Une nouvelle usine et 100 emplois d’ici 3 ans


L’homme d’affaires libanais Abbas Badreddine est à la tête de Plastica, une entreprise implantée en Côte d’Ivoire et au Togo, plus de 40 millions d’euros de chiffre d’affaires en 2019 et près de 2000 salariés. Une entreprise très diversifiée, du film polyéthylène au mobilier de jardin en passant par la sacherie.

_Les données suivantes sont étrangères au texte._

//! Ontic Core Types
//!
//! This crate provides the foundational types used throughout the workspace:
//! - Identity types (NodeId, EdgeId, EdgeTypeId)
//! - Edge direction
//! - Value types (the Value enum stored in node property bags)
//! - Entity structures (Node, Edge)
//! - Common error types

mod entity;
mod error;
mod id;
mod value;

pub use entity::*;
pub use error::*;
pub use id::*;
pub use value::*;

M. Badreddine est présent le 11 mars lors de l'audience de la cour d’appel de Riom. Il en profite pour présenter son projet aux salariés de SES et au maire de Saint-Pal-de-Mons: investir rapidement sur un nouveau site plus moderne avec de nouvelles machines et recruter.
« Il envisage de passer rapidement à 50 emplois puis 100 d’ici 3 ans », précise Joël Cadier, conseiller financier du groupe Plastica, qui assure aujourd’hui le pilotage en France de SES car le nouveau patron est bloqué en Côte d’Ivoire.

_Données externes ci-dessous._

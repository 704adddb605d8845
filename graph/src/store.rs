//! Arena storage for nodes and edges.
//!
//! Node and edge ids index directly into dense vectors. Deleted entries leave
//! a tombstone so ids are never reused, even when a transaction that created
//! them rolls back.

use crate::index::Adjacency;
use ontic_core::{
    Direction, Edge, EdgeId, EdgeTypeId, GraphError, GraphResult, Node, NodeId, Properties, Value,
};

/// A stored node plus its adjacency lists.
#[derive(Debug, Clone)]
pub(crate) struct NodeSlot {
    pub(crate) node: Node,
    pub(crate) adjacency: Adjacency,
}

/// Positions an edge occupied in its endpoints' adjacency lists.
#[derive(Debug, Clone, Copy)]
pub(crate) struct EdgePositions {
    pub(crate) outgoing: usize,
    pub(crate) incoming: usize,
}

/// The graph contents. Reads go through `&Store`; writes only through a
/// [`Transaction`](crate::Transaction).
#[derive(Debug, Default)]
pub struct Store {
    nodes: Vec<Option<NodeSlot>>,
    edges: Vec<Option<Edge>>,
    live_nodes: usize,
    live_edges: usize,
}

impl Store {
    pub(crate) fn new() -> Self {
        Self::default()
    }

    // ==================== Node Reads ====================

    /// Get a node by id.
    pub fn node(&self, id: NodeId) -> Option<&Node> {
        self.slot(id).map(|slot| &slot.node)
    }

    /// Check whether a node exists.
    pub fn contains_node(&self, id: NodeId) -> bool {
        self.slot(id).is_some()
    }

    /// Get a property of a node. Errors if the node does not exist.
    pub fn get_property(&self, id: NodeId, key: &str) -> GraphResult<Option<&Value>> {
        self.node(id)
            .map(|node| node.get_property(key))
            .ok_or(GraphError::NodeNotFound(id))
    }

    /// Get a string property, failing on a non-string value.
    pub fn get_str(&self, id: NodeId, key: &str) -> GraphResult<Option<&str>> {
        match self.get_property(id, key)? {
            None => Ok(None),
            Some(Value::String(s)) => Ok(Some(s)),
            Some(other) => Err(GraphError::type_mismatch(key, "String", other.type_name())),
        }
    }

    /// Get an integer property, failing on a non-integer value.
    pub fn get_int(&self, id: NodeId, key: &str) -> GraphResult<Option<i64>> {
        match self.get_property(id, key)? {
            None => Ok(None),
            Some(Value::Int(i)) => Ok(Some(*i)),
            Some(other) => Err(GraphError::type_mismatch(key, "Int", other.type_name())),
        }
    }

    /// Number of live nodes.
    pub fn node_count(&self) -> usize {
        self.live_nodes
    }

    /// Iterate over all live node ids in creation order.
    pub fn node_ids(&self) -> impl Iterator<Item = NodeId> + '_ {
        self.nodes
            .iter()
            .filter_map(|slot| slot.as_ref().map(|s| s.node.id))
    }

    // ==================== Edge Reads ====================

    /// Get an edge by id.
    pub fn edge(&self, id: EdgeId) -> Option<&Edge> {
        self.edges.get(id.index()).and_then(|e| e.as_ref())
    }

    /// Number of live edges.
    pub fn edge_count(&self) -> usize {
        self.live_edges
    }

    /// Edges incident to `node` in `direction`, optionally filtered by type.
    ///
    /// Order is insertion order; `Both` yields outgoing edges first. A missing
    /// node yields nothing.
    pub fn edges(
        &self,
        node: NodeId,
        edge_type: Option<EdgeTypeId>,
        direction: Direction,
    ) -> impl Iterator<Item = &Edge> + '_ {
        self.slot(node)
            .into_iter()
            .flat_map(move |slot| slot.adjacency.edges(direction))
            .filter_map(move |id| self.edge(id))
            .filter(move |edge| edge_type.map_or(true, |t| edge.type_id == t))
    }

    /// Nodes at the other end of the edges selected as in [`Store::edges`].
    pub fn neighbors(
        &self,
        node: NodeId,
        edge_type: Option<EdgeTypeId>,
        direction: Direction,
    ) -> impl Iterator<Item = NodeId> + '_ {
        self.edges(node, edge_type, direction)
            .filter_map(move |edge| edge.other(node))
    }

    /// The first neighbour reached over `edge_type` in `direction`.
    pub fn single_neighbor(
        &self,
        node: NodeId,
        edge_type: EdgeTypeId,
        direction: Direction,
    ) -> Option<NodeId> {
        self.neighbors(node, Some(edge_type), direction).next()
    }

    /// Find an edge `from -[edge_type]-> to`.
    pub fn find_edge(&self, from: NodeId, edge_type: EdgeTypeId, to: NodeId) -> Option<&Edge> {
        self.edges(from, Some(edge_type), Direction::Outgoing)
            .find(|edge| edge.to == to)
    }

    /// Check whether an edge `from -[edge_type]-> to` exists.
    pub fn has_edge(&self, from: NodeId, edge_type: EdgeTypeId, to: NodeId) -> bool {
        self.find_edge(from, edge_type, to).is_some()
    }

    /// Number of edges incident to a node.
    pub fn degree(&self, node: NodeId) -> usize {
        self.slot(node).map_or(0, |slot| slot.adjacency.degree())
    }

    // ==================== Raw Mutations ====================
    //
    // These do not record undo information; `Transaction` wraps them.

    fn slot(&self, id: NodeId) -> Option<&NodeSlot> {
        self.nodes.get(id.index()).and_then(|s| s.as_ref())
    }

    fn slot_mut(&mut self, id: NodeId) -> Option<&mut NodeSlot> {
        self.nodes.get_mut(id.index()).and_then(|s| s.as_mut())
    }

    pub(crate) fn insert_node(&mut self, properties: Properties) -> NodeId {
        let id = NodeId::new(self.nodes.len() as u64);
        self.nodes.push(Some(NodeSlot {
            node: Node::new(id, properties),
            adjacency: Adjacency::new(),
        }));
        self.live_nodes += 1;
        id
    }

    /// Remove a node slot. The caller must have removed incident edges first.
    pub(crate) fn take_node(&mut self, id: NodeId) -> GraphResult<NodeSlot> {
        let slot = self
            .nodes
            .get_mut(id.index())
            .and_then(|s| s.take())
            .ok_or(GraphError::NodeNotFound(id))?;
        self.live_nodes -= 1;
        Ok(slot)
    }

    pub(crate) fn restore_node(&mut self, slot: NodeSlot) {
        let index = slot.node.id.index();
        if let Some(entry) = self.nodes.get_mut(index) {
            if entry.is_none() {
                self.live_nodes += 1;
            }
            *entry = Some(slot);
        }
    }

    pub(crate) fn insert_edge(
        &mut self,
        edge_type: EdgeTypeId,
        from: NodeId,
        to: NodeId,
    ) -> GraphResult<EdgeId> {
        if !self.contains_node(from) {
            return Err(GraphError::NodeNotFound(from));
        }
        if !self.contains_node(to) {
            return Err(GraphError::NodeNotFound(to));
        }

        let id = EdgeId::new(self.edges.len() as u64);
        self.edges.push(Some(Edge::new(id, edge_type, from, to)));
        self.live_edges += 1;

        if let Some(slot) = self.slot_mut(from) {
            slot.adjacency.push(Direction::Outgoing, id);
        }
        if let Some(slot) = self.slot_mut(to) {
            slot.adjacency.push(Direction::Incoming, id);
        }
        Ok(id)
    }

    pub(crate) fn take_edge(&mut self, id: EdgeId) -> GraphResult<(Edge, EdgePositions)> {
        let edge = self
            .edges
            .get_mut(id.index())
            .and_then(|e| e.take())
            .ok_or(GraphError::EdgeNotFound(id))?;
        self.live_edges -= 1;

        let outgoing = self
            .slot_mut(edge.from)
            .and_then(|slot| slot.adjacency.remove(Direction::Outgoing, id))
            .unwrap_or(0);
        let incoming = self
            .slot_mut(edge.to)
            .and_then(|slot| slot.adjacency.remove(Direction::Incoming, id))
            .unwrap_or(0);

        Ok((edge, EdgePositions { outgoing, incoming }))
    }

    pub(crate) fn restore_edge(&mut self, edge: Edge, positions: EdgePositions) {
        let (id, from, to) = (edge.id, edge.from, edge.to);
        if let Some(entry) = self.edges.get_mut(id.index()) {
            if entry.is_none() {
                self.live_edges += 1;
            }
            *entry = Some(edge);
        }
        if let Some(slot) = self.slot_mut(from) {
            slot.adjacency
                .restore(Direction::Outgoing, id, positions.outgoing);
        }
        if let Some(slot) = self.slot_mut(to) {
            slot.adjacency
                .restore(Direction::Incoming, id, positions.incoming);
        }
    }

    /// Undo an edge creation. The slot stays as a tombstone.
    pub(crate) fn discard_edge(&mut self, id: EdgeId) {
        let _ = self.take_edge(id);
    }

    pub(crate) fn discard_node(&mut self, id: NodeId) {
        let _ = self.take_node(id);
    }

    pub(crate) fn write_property(
        &mut self,
        id: NodeId,
        key: &str,
        value: Option<Value>,
    ) -> GraphResult<Option<Value>> {
        let slot = self.slot_mut(id).ok_or(GraphError::NodeNotFound(id))?;
        Ok(match value {
            Some(value) => slot.node.set_property(key.to_string(), value),
            None => slot.node.remove_property(key),
        })
    }
}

Le projet du gérant de Plastica est d’ouvrir la PME de Haute-Loire au marché de l’Afrique de l’Ouest et de diversifier ses activités vers le sac poubelle notamment. Dans le même temps, ce rachat offre à son groupe une porte d'entrée vers le marché européen.

"Ils se battent, je vous assure !"


Un directeur d’exploitation doit prendre ses fonctions début juin à Saint-Pal-de-Mons. Pour l’instant, Joël Cadier supervise la marche de SES.
« Nous avons en effet beaucoup de commandes mais nous n’avons pas pu profiter à plein de cette opportunité liée à la crise sanitaire », explique t-il, mettant en avant plusieurs facteurs. D’une part, une capacité de production affaiblie par les mois de redressement judiciaire ; d’autre part, des difficultés financières pour acheter la matière première et enfin une défaillance commerciale de l’entreprise altiligérienne.
« L’activité n’a pas explosé mais avril sera un bon mois pour les ventes comparé à l’an dernier et aux trois mois précédents », lâche t-il. L’activité a été réorientée massivement vers les commandes passées par les hôpitaux et les EHPAD de sacs à ouverture soluble et de sacs pour les prélèvements biologiques mais sans délaisser les clients historiques restés fidèles à SES.
Mais le plus encourageant pour l'homme de confiance d'Abbas Badreddine, c’est « l’esprit d’équipe » des salariés. « Ils se battent, je vous assure », s’enthousiasme t-il. Et il a hâte que le nouveau responsable du site puisse venir le constater lui-même sur place.